Abstract Expressionist New York shines a bright and bold light on Jackson Pollock. Although the selection on view is obviously not as extensive as MoMA’s major retrospective in 1998-99, the show is still a rare and precious opportunity to see many of Pollock’s paintings under one roof.

His paintings are often crudely divided into two categories. On the hand, there are the mighty drip paintings — where splatters and splotches of paint dance across the picture plane. Then, there is everything else.

Pausing in the show’s back room, it is easy to see why many people place the signature “drip” paintings in a league of their own. There is usually a crowd in front of these canvases. Excited chatter in various language turns into a cacophony — an apt vocalization of Pollock’s mesmerizing visual chaos.

Jackson Pollock, “Number 1A 1948)” (1948), Oil and enamel paint on canvas 68″ x 8′ 8″ (172.7 x 264.2 cm) Purchase è 2010 The Pollock-Krasner Foundation / Artists Rights Society (ARS), New York (click to enlarge)

At first glance, “Number 1A” (1948), is a misty cloud of black and white with hints of lavender and pink. Looking closely, the various paint splotches start to resemble little solar systems. Small speckles orbit unevenly like planets around larger suns of splatter. Streams of paint stretch out like the creamy mist of the Milky Way. Pollock was aware of this celestial resemblance and even named another one of the pictures in this series galaxy.

With so many little solar systems competing with each other for attention, the gaze always ends up zooming in on one small area. But then comes the tug of the rest of the picture that’s being ignored. The eyes feel pulled by how much more there is to observe and relish. This tug is one of the keys to this drip style’s charisma. No matter how long you look, you are never satisfied.

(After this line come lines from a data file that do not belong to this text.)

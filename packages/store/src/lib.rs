pub mod config;
pub mod models;
pub mod session;
pub mod source;

#[cfg(test)]
mod memory;

pub use config::HerVoiceConfig;
pub use models::{ProfileSummary, ProgressRecord};
pub use session::{AuthGate, GatePhase, Session};
pub use source::{load_summary, ProgressError, ProgressSource};
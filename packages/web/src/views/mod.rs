mod login;
pub use login::Login;

mod register;
pub use register::Register;

mod protected_route;
pub use protected_route::ProtectedRoute;

mod profile;
pub use profile::Profile;

mod games;
pub use games::Games;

The earlier works also have their charm. But one has to be up for a different Pollock that is wilder, brasher, and funkier with its hints of figuration. One of the particular strengths of the show is the chance to see these younger works beside works of the era’s other artists. For example, the violent energy that distinguished Pollock early on from his peers reveals itself against the calmer works of Hans Hoffman.

Jackson Pollock, “The She-Wolf” (1943), Oil, gouache, and plaster on canvas 41 7/8 x 67″ (106.4 x 170.2 cm) Purchase è 2010 The Pollock-Krasner Foundation / Artists Rights Society (ARS), New York (click to enlarge)

A work like “The She-Wolf” from 1943 epitomizes Pollock’s earlier, more violent and energetic style. It can be hard to get into if one expects the more subdued elegance of the drips. There is a lot more visual discordance and tension.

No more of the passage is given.